» **WHAT IS NEEDED**
Where the string "from" appears in a line of the material below, copy that line.

» **SOURCE MATERIAL**
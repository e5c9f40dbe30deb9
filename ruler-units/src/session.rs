//! Converter session: the state behind a single conversion screen.
//!
//! Every change to the input text or to a unit selection recomputes the
//! output on the spot. Nothing is shown before the first change.

use crate::{ConversionEngine, LengthUnit, UnitError};
use crate::format::format_result;

pub struct ConverterSession<'r> {
    engine: ConversionEngine<'r>,
    input: String,
    from: LengthUnit,
    to: LengthUnit,
    value: Option<f64>,
    output: Option<String>,
}

impl<'r> ConverterSession<'r> {
    /// Empty input, Meters to Meters, no output yet
    pub fn new(engine: ConversionEngine<'r>) -> Self {
        Self {
            engine,
            input: String::new(),
            from: LengthUnit::Meters,
            to: LengthUnit::Meters,
            value: None,
            output: None,
        }
    }

    pub fn set_input(&mut self, text: impl Into<String>) -> Result<&str, UnitError> {
        self.input = text.into();
        self.recompute()
    }

    pub fn select_input_unit(&mut self, unit: LengthUnit) -> Result<&str, UnitError> {
        self.from = unit;
        self.recompute()
    }

    pub fn select_output_unit(&mut self, unit: LengthUnit) -> Result<&str, UnitError> {
        self.to = unit;
        self.recompute()
    }

    // On error the previous output stays on screen.
    fn recompute(&mut self) -> Result<&str, UnitError> {
        let value = self.engine.convert(&self.input, self.from, self.to)?;
        let output = format_result(value);
        tracing::debug!(input = %self.input, from = %self.from, to = %self.to, %output, "recomputed");

        self.value = Some(value);
        Ok(self.output.insert(output).as_str())
    }

    pub fn input(&self) -> &str {
        &self.input
    }

    pub fn input_unit(&self) -> LengthUnit {
        self.from
    }

    pub fn output_unit(&self) -> LengthUnit {
        self.to
    }

    pub fn value(&self) -> Option<f64> {
        self.value
    }

    pub fn output(&self) -> Option<&str> {
        self.output.as_deref()
    }

    /// The result line, echoing the input text as typed
    pub fn message(&self) -> Option<String> {
        self.output.as_ref().map(|output| result_message(&self.input, self.from, output, self.to))
    }
}

/// "Result: 100 Centimeters is equal to 1.0 Meters"
pub fn result_message(input: &str, from: LengthUnit, output: &str, to: LengthUnit) -> String {
    format!("Result: {} {} is equal to {} {}", input, from.label(), output, to.label())
}

impl Default for ConverterSession<'static> {
    fn default() -> Self {
        Self::new(ConversionEngine::default())
    }
}

#[cfg(test)]
mod tests {
    use super::*;
    use crate::ParsePolicy;

    #[test]
    fn test_defaults() {
        let session = ConverterSession::default();
        assert_eq!(session.input(), "");
        assert_eq!(session.input_unit(), LengthUnit::Meters);
        assert_eq!(session.output_unit(), LengthUnit::Meters);
        assert_eq!(session.output(), None);
        assert_eq!(session.value(), None);
        assert_eq!(session.message(), None);
    }

    #[test]
    fn test_recomputes_on_every_change() {
        let mut session = ConverterSession::default();

        assert_eq!(session.set_input("100").unwrap(), "100.0");
        assert_eq!(session.select_input_unit(LengthUnit::Centimeters).unwrap(), "1.0");
        assert_eq!(session.select_output_unit(LengthUnit::Feet).unwrap(), "3.28");
        assert_eq!(session.value(), Some(3.28));
    }

    #[test]
    fn test_message_echoes_raw_input() {
        let mut session = ConverterSession::default();
        session.select_input_unit(LengthUnit::Centimeters).unwrap();
        assert_eq!(
            session.message().as_deref(),
            Some("Result:  Centimeters is equal to 0.0 Meters")
        );

        session.set_input("100").unwrap();
        assert_eq!(
            session.message().as_deref(),
            Some("Result: 100 Centimeters is equal to 1.0 Meters")
        );

        session.set_input("abc").unwrap();
        assert_eq!(
            session.message().as_deref(),
            Some("Result: abc Centimeters is equal to 0.0 Meters")
        );
    }

    #[test]
    fn test_lenient_garbage_shows_zero() {
        let mut session = ConverterSession::default();
        session.set_input("12").unwrap();
        assert_eq!(session.set_input("12x").unwrap(), "0.0");
    }

    #[test]
    fn test_strict_keeps_previous_output() {
        let mut session = ConverterSession::new(ConversionEngine::new(ParsePolicy::Strict));
        session.select_input_unit(LengthUnit::Feet).unwrap_err();
        assert_eq!(session.input_unit(), LengthUnit::Feet);
        assert_eq!(session.output(), None);

        session.set_input("1").unwrap();
        assert_eq!(session.output(), Some("0.3"));

        let err = session.set_input("1..").unwrap_err();
        assert_eq!(err, UnitError::Parse("1..".to_string()));
        assert_eq!(session.input(), "1..");
        assert_eq!(session.output(), Some("0.3"));
    }
}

» **EXERCISE OUTPUT**
    from: LengthUnit,
            from: LengthUnit::Meters,
        self.from = unit;
        let value = self.engine.convert(&self.input, self.from, self.to)?;
        tracing::debug!(input = %self.input, from = %self.from, to = %self.to, %output, "recomputed");
        self.from
        self.output.as_ref().map(|output| result_message(&self.input, self.from, output, self.to))
pub fn result_message(input: &str, from: LengthUnit, output: &str, to: LengthUnit) -> String {
    format!("Result: {} {} is equal to {} {}", input, from.label(), output, to.label())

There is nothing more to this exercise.